Further attempts to get any assistance out of ASA's software
department were futile. I was essentially, told sorry, you're
screwed. The product isn't advertised to work on the later
versions of windows. I was stuck with over $400 of useless
(to me at least software).

A year or so laster, ASA releases a patch to "provide" DirectX
support for the products. Of course, they don't bother to
actually tell me about this. I tried it on a couple of machines
but still never got it to work.

I'm not an idiot. I write high performance computer graphics
software for PC's for a living. Higher performance stuff than
what OnTop's demands are.

Despite numerous attempts to resolve this, nobody at ASA has bothered
to follow up other than Bob (who really is only related to the
company as they publish his books, which are quite good by the
way).

As for Prepware...the verseion I got at the same time as I purchased
the OnTop/IP Trainer worked as intended. It was just junk. The
image viewer was unusable. The images were scanned at a low res
and there was no way to zoom it. There was no way to measure
anything on the charts. As they didn't give you a copy of the
charts in any other form, it was kind of useless to study by.
Further annoyances were the fact that the entire help page for
the product was a single HTML file with links in it that didn't
go anywhere.

Compare that to Irwin Gleims stuff which has a very sophisticated
image viewer that allows you to zoom up and gives you enough tools
to actually measure things on the charts and answer the questions.

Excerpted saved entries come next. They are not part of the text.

//! The per-thought pipeline.
//!
//! One thought flows through: mark processing → DMA fan-out → action
//! selection → guardrail stack → handler dispatch → status commit, with an
//! audit entry at every transition. Guardrail failures are outcomes, not
//! errors: they rewrite the action to a deferral and the pipeline carries
//! on. Cancellation discards partial DMA results but never skips the
//! terminal-status audit write.

use std::sync::Arc;

use serde_json::json;
use tokio::sync::watch;
use tracing::instrument;

use crate::action::{ActionSelectionResult, DeferParams, HandlerAction};
use crate::audit::AuditEventType;
use crate::dma::{DmaInput, DmaRunner};
use crate::guardrails::{GuardrailOutcome, GuardrailStack};
use crate::handlers::PipelineOutcome;
use crate::llm::ResourceUsage;
use crate::selector::ActionSelector;
use crate::signals::{Signal, SignalBody};
use crate::store::model::Thought;
use crate::types::{ErrorClass, TaskStatus, ThoughtStatus};

use super::{EngineContext, EngineError};

/// What one pipeline run did with its thought.
#[derive(Clone, Debug, PartialEq)]
pub struct PipelineReport {
    /// The processed thought.
    pub thought_id: String,
    /// Status the thought ended the round in.
    pub disposition: ThoughtStatus,
    /// Variant name of the executed action, when one ran.
    pub action: Option<String>,
    /// LLM resource usage across the round.
    pub usage: ResourceUsage,
}

/// Run one thought through the full pipeline.
///
/// # Errors
///
/// Returns [`EngineError`] only for infrastructure failures (store/audit
/// unavailable, invariant violations). Evaluation failures, guardrail
/// rewrites, and transient collaborator errors are committed as thought
/// dispositions, not bubbled.
#[instrument(skip(ctx, thought, cancel), fields(thought_id = %thought.thought_id))]
pub async fn process_thought(
    ctx: &EngineContext,
    thought: Thought,
    round: u32,
    cancel: watch::Receiver<bool>,
) -> Result<PipelineReport, EngineError> {
    let mut usage = ResourceUsage::default();

    let task = ctx
        .store
        .get_task(&thought.source_task_id)
        .await?
        .ok_or_else(|| EngineError::Missing {
            what: "task",
            id: thought.source_task_id.clone(),
        })?;

    // Activate the task on its first thought.
    if task.status == TaskStatus::Pending {
        ctx.store
            .update_task_status(&task.task_id, TaskStatus::Active, None)
            .await?;
        ctx.audit
            .record(
                AuditEventType::TaskStatusChanged,
                "engine",
                json!({"task_id": task.task_id, "status": "active"}),
            )
            .await?;
    }

    ctx.store
        .mark_processing(&thought.thought_id, round)
        .await?;
    ctx.audit
        .record(
            AuditEventType::ThoughtStatusChanged,
            "engine",
            json!({
                "thought_id": thought.thought_id,
                "status": "processing",
                "round": round,
            }),
        )
        .await?;

    let input = Arc::new(DmaInput {
        thought: thought.clone(),
        task: task.clone(),
        agent_name: ctx.profile.name.clone(),
        prompt_overrides: ctx
            .profile
            .prompt_overrides
            .iter()
            .map(|(key, value)| (key.clone(), value.clone()))
            .collect(),
    });

    // First stage: the three DMAs, concurrently.
    let runner = DmaRunner::new(
        ctx.config.retry.clone(),
        ctx.config.external_call_timeout(),
        ctx.config.llm_max_tokens,
    );
    let triple = match runner
        .run_triple(
            Arc::clone(&input),
            Arc::clone(&ctx.domain_dma),
            Arc::clone(&ctx.llm),
            cancel.clone(),
        )
        .await
    {
        Ok((triple, dma_usage)) => {
            usage.absorb(dma_usage);
            triple
        }
        Err(err) => {
            return fail_thought(ctx, &thought, &task, &err.to_string(), usage).await;
        }
    };

    ctx.audit
        .record(
            AuditEventType::DmaResultAccepted,
            "engine",
            json!({
                "thought_id": thought.thought_id,
                "ethical_conflicts": triple.ethical.conflicts.len(),
                "plausibility": triple.common_sense.plausibility_score,
                "domain": triple.domain.domain,
                "domain_score": triple.domain.domain_alignment_score,
            }),
        )
        .await?;

    // Second stage: action selection with tie-breaks.
    let selector = ActionSelector::new(
        ctx.config.retry.clone(),
        ctx.config.llm_max_tokens,
        ctx.store.ponder_cap(),
    );
    let mut selection = match selector.select(&input, &triple, ctx.llm.as_ref()).await {
        Ok((selection, selection_usage)) => {
            usage.absorb(selection_usage);
            selection
        }
        Err(err) => {
            return fail_thought(ctx, &thought, &task, &err.to_string(), usage).await;
        }
    };

    ctx.audit
        .record(
            AuditEventType::ActionSelected,
            "engine",
            json!({
                "thought_id": thought.thought_id,
                "selection": selection,
            }),
        )
        .await?;

    // Guardrails, with live thresholds from the adaptation controller.
    let stack = GuardrailStack::new(
        ctx.adaptation.guardrail_config().await,
        ctx.config.retry.clone(),
        ctx.config.llm_max_tokens,
    );
    match stack.evaluate(&selection, ctx.llm.as_ref()).await {
        Ok((report, guardrail_usage)) => {
            usage.absorb(guardrail_usage);
            ctx.audit
                .record(
                    AuditEventType::GuardrailDecision,
                    "engine",
                    json!({
                        "thought_id": thought.thought_id,
                        "action": selection.action.variant_name(),
                        "report": report,
                    }),
                )
                .await?;
            if let GuardrailOutcome::Fail { check, reason } = report.outcome {
                emit_signal(
                    ctx,
                    SignalBody::GuardrailFailure {
                        check: check.clone(),
                        reason: reason.clone(),
                    },
                );
                selection = rewrite_to_defer(selection, reason);
            }
        }
        Err(err) => {
            // The faculties themselves were unavailable after retries;
            // treat as a failed check and defer.
            let reason = format!("guardrail check unavailable: {err}");
            ctx.audit
                .record(
                    AuditEventType::GuardrailDecision,
                    "engine",
                    json!({
                        "thought_id": thought.thought_id,
                        "action": selection.action.variant_name(),
                        "error": reason,
                    }),
                )
                .await?;
            selection = rewrite_to_defer(selection, reason);
        }
    }

    // Dispatch.
    let outcome = match ctx.dispatcher.dispatch(&thought, &task, &selection).await {
        Ok(outcome) => outcome,
        Err(err) => {
            return match err.class() {
                ErrorClass::TransientExternal | ErrorClass::Capacity => {
                    defer_thought(ctx, &thought, &task, &selection, &err.to_string(), usage).await
                }
                ErrorClass::Invariant | ErrorClass::Integrity => Err(err.into()),
                _ => fail_thought(ctx, &thought, &task, &err.to_string(), usage).await,
            };
        }
    };

    emit_signal(
        ctx,
        SignalBody::ResourceUsage {
            tokens_in: usage.tokens_in,
            tokens_out: usage.tokens_out,
            cost_estimate_usd: usage.cost_estimate_usd,
        },
    );

    match outcome {
        PipelineOutcome::Terminal(result) => {
            let final_action = serde_json::to_value(&selection).ok();
            ctx.store
                .update_thought_status(&thought.thought_id, result.thought_status, final_action)
                .await?;
            if let Some(task_status) = result.task_status {
                let current = ctx.store.task_status(&task.task_id).await?;
                if current.can_transition_to(task_status) {
                    ctx.store
                        .update_task_status(
                            &task.task_id,
                            task_status,
                            Some(result.payload.clone()),
                        )
                        .await?;
                }
            }

            ctx.audit
                .record(
                    AuditEventType::HandlerOutcome,
                    "engine",
                    json!({
                        "thought_id": thought.thought_id,
                        "task_id": task.task_id,
                        "action": result.action,
                        "thought_status": result.thought_status,
                        "correlation_id": result.correlation_id,
                        "payload": result.payload,
                    }),
                )
                .await?;

            if let HandlerAction::Defer(params) = &selection.action {
                emit_signal(
                    ctx,
                    SignalBody::Deferral {
                        reason: params.reason.clone(),
                    },
                );
            }

            Ok(PipelineReport {
                thought_id: thought.thought_id.clone(),
                disposition: result.thought_status,
                action: Some(result.action),
                usage,
            })
        }
        PipelineOutcome::RequeuePonder {
            notes,
            ponder_count,
        } => {
            ctx.audit
                .record(
                    AuditEventType::ThoughtStatusChanged,
                    "engine",
                    json!({
                        "thought_id": thought.thought_id,
                        "status": "pending",
                        "ponder_count": ponder_count,
                        "questions": notes,
                    }),
                )
                .await?;
            Ok(PipelineReport {
                thought_id: thought.thought_id.clone(),
                disposition: ThoughtStatus::Pending,
                action: Some("ponder".to_string()),
                usage,
            })
        }
    }
}

fn rewrite_to_defer(mut selection: ActionSelectionResult, reason: String) -> ActionSelectionResult {
    selection.action = HandlerAction::Defer(DeferParams {
        reason,
        context: None,
    });
    selection
}

fn emit_signal(ctx: &EngineContext, body: SignalBody) {
    if ctx.signals.emit(Signal::now("pipeline", body)).is_err() {
        tracing::debug!("signal bus closed; dropping signal");
    }
}

/// Commit a failed disposition with its audit entry.
async fn fail_thought(
    ctx: &EngineContext,
    thought: &Thought,
    task: &crate::store::model::Task,
    reason: &str,
    usage: ResourceUsage,
) -> Result<PipelineReport, EngineError> {
    ctx.store
        .update_thought_status(&thought.thought_id, ThoughtStatus::Failed, None)
        .await?;
    let current = ctx.store.task_status(&task.task_id).await?;
    if current.can_transition_to(TaskStatus::Failed) {
        ctx.store
            .update_task_status(&task.task_id, TaskStatus::Failed, Some(json!({"error": reason})))
            .await?;
    }
    ctx.audit
        .record(
            AuditEventType::ThoughtStatusChanged,
            "engine",
            json!({
                "thought_id": thought.thought_id,
                "status": "failed",
                "reason": reason,
            }),
        )
        .await?;
    emit_signal(
        ctx,
        SignalBody::Incident {
            description: format!("thought {} failed: {reason}", thought.thought_id),
        },
    );
    Ok(PipelineReport {
        thought_id: thought.thought_id.clone(),
        disposition: ThoughtStatus::Failed,
        action: None,
        usage,
    })
}

/// Commit a deferred disposition when dispatch itself failed transiently.
async fn defer_thought(
    ctx: &EngineContext,
    thought: &Thought,
    task: &crate::store::model::Task,
    selection: &ActionSelectionResult,
    reason: &str,
    usage: ResourceUsage,
) -> Result<PipelineReport, EngineError> {
    ctx.store
        .update_thought_status(
            &thought.thought_id,
            ThoughtStatus::Deferred,
            serde_json::to_value(selection).ok(),
        )
        .await?;
    let current = ctx.store.task_status(&task.task_id).await?;
    if current.can_transition_to(TaskStatus::Deferred) {
        ctx.store
            .update_task_status(
                &task.task_id,
                TaskStatus::Deferred,
                Some(json!({"deferral_reason": reason})),
            )
            .await?;
    }
    ctx.audit
        .record(
            AuditEventType::HandlerOutcome,
            "engine",
            json!({
                "thought_id": thought.thought_id,
                "task_id": task.task_id,
                "action": selection.action.variant_name(),
                "thought_status": "deferred",
                "error": reason,
            }),
        )
        .await?;
    emit_signal(
        ctx,
        SignalBody::Deferral {
            reason: reason.to_string(),
        },
    );
    Ok(PipelineReport {
        thought_id: thought.thought_id.clone(),
        disposition: ThoughtStatus::Deferred,
        action: Some(selection.action.variant_name().to_string()),
        usage,
    })
}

The general agreement (and Bob will admit to this) is that there
is no real tech support for the software at ASA. I'll continue
to point this out until ASA resolves the issue by either refunding
the money I wasted on this, or providing me with a version of the
software that actually runs on a modern machine (hopefully now
that the direct X issues have been fixed because nobody is
using Windows 98 or earlier seriously anymore).

=Ron

Roger[_4_]
February 15th 07, 07:05 AM
On Mon, 12 Feb 2007 20:43:56 -0800, Hamish Reid
> wrote:

>In article >,
> Ron Natalie > wrote:
>
>> Peter Clark wrote:
>> ]
>> >
>> > According to ASA's site they now have the RealityXP GNS430 and a 182
>> > with G1000 option in v9. Course, since Windows Vista breaks the
>> > RealityXP gauges (at least it does with FS9 - Microsoft has completely
>> > munged IPC for 16bit applications) this is another package which will
>> > break if one upgrades Windows. It'll be interesting to see if they
>> > manage to make their stuff work with Vista. Looks like a lot of
>> > rewriting is coming.
>>
>> Don't hold your breath. They never got Version 7 to work reliably
>> on the direct X (or anything else on a NT or later OS). Customer
>> support is non-existant. My full price purchase of OnTop and IPTrainer

I had some minor problems, talked to a tech and had them fixed in
minutes. The guy stayed on the phone and talked me through the steps
even though I was familiar with the process.

Currently using OnTop 8

>> was the biggest collosal waste of money I have ever spent in aviation.
>> (Don't even get me started on the crap PREPWARE they sold me at the
>> same time, at least that was only $75 not the close to $500 I blew
>> on the rest of their crap). ASA has never responded (other than
>> with lies) to my complaints. I wouldn't go near them. Perhaps the
>> later versions are better, but they never offered them to me (nor
>> a refund) to the fact that the stuff they sold me never had a prayer
>> of working (and they knew that at the time, but the stooges they
>> had manning the booth at Oshkosh were all too happy, to lie and
>> say it would work).
>
>On Top7 always worked flawlessly for me, and it was a great help for me
>while getting my instrument rating, but then what would I know...
>
> Hamish
Roger Halstead (K8RI & ARRL life member)
(N833R, S# CD-2 Worlds oldest Debonair)
www.rogerhalstead.com

Roger[_4_]
February 15th 07, 07:11 AM
On Tue, 13 Feb 2007 15:13:19 -0500, Ron Natalie >
wrote:

>Bob Gardner wrote:
>> Ron has had spectacularly bad luck with ASA products. Apparently no one else
>> has.
>>
>> Bob Gardner
>>
>At the booth in Oshkosh I received a demo of On Top and purchased both
>On Top and IP Trainer. I was told nothing special was required to run
>these packages. I got home and found they didn't work. The one
>useful information I ever got out of ASA Tech Support was:
>
>Op Top and IP Trainer (of the version then current) did not support
>Direct/X. This means there was no way the code would run on Windows
>NT or later operating systems. Nearly all of my computers ran some

Version 8 seems to run just fine on XP Pro. It was a bit picky about
calibrating in a specific order, but after that it worked just fine.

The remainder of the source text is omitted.